Work order:
Every line below that mentions the word "Cell" should be copied out.
Records for this exercise below:
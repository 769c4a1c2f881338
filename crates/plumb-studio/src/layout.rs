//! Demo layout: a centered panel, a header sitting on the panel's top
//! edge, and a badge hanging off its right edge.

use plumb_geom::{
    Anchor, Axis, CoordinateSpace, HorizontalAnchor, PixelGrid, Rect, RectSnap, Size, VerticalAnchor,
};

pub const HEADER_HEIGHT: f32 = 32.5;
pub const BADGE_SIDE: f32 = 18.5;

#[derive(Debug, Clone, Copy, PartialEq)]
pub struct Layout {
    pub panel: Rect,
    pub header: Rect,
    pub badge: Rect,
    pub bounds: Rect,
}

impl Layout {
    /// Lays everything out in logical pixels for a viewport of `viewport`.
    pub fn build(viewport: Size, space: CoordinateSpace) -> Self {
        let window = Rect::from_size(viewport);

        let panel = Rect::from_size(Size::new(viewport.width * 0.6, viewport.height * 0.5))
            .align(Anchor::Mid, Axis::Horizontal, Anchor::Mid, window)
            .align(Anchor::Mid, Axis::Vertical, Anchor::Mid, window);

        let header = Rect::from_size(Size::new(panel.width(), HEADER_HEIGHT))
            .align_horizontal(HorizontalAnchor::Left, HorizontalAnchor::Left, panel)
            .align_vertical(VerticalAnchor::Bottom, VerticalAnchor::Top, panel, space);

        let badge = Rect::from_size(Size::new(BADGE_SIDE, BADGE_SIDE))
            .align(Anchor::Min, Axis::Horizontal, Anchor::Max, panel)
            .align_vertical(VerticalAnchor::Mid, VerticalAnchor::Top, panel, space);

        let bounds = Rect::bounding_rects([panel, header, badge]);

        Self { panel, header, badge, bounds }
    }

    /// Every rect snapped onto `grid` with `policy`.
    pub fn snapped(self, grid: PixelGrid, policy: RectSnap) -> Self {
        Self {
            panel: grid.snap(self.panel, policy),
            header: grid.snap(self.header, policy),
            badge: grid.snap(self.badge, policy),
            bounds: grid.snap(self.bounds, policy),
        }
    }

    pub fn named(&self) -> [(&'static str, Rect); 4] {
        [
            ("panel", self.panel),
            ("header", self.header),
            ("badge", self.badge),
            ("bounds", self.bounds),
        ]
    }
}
End of Records for this exercise.
Records for this exercise below:
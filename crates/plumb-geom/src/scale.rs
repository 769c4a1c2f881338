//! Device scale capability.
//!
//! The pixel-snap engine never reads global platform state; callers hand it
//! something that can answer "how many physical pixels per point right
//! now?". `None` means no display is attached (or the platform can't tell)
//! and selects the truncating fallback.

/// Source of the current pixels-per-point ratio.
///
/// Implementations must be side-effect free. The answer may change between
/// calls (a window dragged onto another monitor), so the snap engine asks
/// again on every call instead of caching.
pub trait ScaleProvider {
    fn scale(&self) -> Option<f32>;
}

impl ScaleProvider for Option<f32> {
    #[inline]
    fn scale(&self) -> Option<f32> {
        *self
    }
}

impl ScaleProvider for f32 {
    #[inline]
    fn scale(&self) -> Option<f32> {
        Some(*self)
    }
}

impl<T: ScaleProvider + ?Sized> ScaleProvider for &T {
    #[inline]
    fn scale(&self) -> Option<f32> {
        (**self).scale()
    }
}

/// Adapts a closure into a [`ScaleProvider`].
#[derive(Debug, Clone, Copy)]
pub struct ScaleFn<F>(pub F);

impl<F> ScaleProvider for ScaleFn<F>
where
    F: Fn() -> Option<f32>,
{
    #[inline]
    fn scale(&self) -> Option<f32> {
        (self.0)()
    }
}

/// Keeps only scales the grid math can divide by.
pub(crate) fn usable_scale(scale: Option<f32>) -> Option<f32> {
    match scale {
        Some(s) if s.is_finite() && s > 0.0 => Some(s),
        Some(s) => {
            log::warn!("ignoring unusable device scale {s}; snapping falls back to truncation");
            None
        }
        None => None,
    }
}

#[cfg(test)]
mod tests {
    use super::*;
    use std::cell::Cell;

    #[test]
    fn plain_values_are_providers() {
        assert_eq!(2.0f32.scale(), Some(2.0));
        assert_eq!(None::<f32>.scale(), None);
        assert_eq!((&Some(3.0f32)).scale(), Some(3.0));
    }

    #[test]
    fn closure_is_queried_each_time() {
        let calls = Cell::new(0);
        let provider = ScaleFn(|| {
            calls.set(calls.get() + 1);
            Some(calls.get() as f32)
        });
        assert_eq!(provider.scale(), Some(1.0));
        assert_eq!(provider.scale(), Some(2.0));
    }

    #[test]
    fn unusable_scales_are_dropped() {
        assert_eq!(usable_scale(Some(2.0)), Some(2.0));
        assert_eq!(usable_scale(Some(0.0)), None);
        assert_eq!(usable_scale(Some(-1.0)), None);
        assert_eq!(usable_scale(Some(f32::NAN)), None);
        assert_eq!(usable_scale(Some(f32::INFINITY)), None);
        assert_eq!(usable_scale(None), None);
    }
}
End of Records for this exercise.
Records for this exercise below:
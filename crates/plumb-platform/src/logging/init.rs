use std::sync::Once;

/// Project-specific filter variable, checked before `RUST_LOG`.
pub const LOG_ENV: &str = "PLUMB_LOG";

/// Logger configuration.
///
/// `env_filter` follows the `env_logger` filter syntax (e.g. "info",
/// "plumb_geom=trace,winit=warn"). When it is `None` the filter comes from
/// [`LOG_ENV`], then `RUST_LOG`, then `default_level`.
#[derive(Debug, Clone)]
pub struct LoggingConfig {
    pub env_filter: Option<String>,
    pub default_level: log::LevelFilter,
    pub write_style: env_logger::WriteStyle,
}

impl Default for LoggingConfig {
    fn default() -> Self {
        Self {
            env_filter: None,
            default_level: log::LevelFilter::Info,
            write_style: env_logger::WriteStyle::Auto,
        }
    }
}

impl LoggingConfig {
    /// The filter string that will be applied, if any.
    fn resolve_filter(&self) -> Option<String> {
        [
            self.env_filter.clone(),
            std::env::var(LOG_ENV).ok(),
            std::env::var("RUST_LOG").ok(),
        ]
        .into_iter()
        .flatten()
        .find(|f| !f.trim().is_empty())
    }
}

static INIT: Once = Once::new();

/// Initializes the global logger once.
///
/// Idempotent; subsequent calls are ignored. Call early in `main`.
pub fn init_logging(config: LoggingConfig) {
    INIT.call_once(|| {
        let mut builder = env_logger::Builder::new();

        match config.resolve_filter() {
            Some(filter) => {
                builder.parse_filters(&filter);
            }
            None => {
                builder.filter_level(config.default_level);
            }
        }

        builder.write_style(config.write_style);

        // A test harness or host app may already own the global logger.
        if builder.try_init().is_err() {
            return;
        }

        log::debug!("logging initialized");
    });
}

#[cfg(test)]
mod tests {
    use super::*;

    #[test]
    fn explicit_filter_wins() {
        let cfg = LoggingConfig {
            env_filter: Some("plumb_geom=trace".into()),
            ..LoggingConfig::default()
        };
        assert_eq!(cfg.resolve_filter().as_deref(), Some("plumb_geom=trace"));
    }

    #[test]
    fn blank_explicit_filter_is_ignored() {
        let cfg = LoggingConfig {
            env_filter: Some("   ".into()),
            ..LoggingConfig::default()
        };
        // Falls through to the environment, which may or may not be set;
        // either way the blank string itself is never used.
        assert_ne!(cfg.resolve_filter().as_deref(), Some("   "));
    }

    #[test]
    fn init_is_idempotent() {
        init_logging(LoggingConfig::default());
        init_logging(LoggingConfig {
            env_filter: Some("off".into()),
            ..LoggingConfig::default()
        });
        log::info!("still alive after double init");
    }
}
End of Records for this exercise.
Exercise answer:
    use std::cell::Cell;
        let calls = Cell::new(0);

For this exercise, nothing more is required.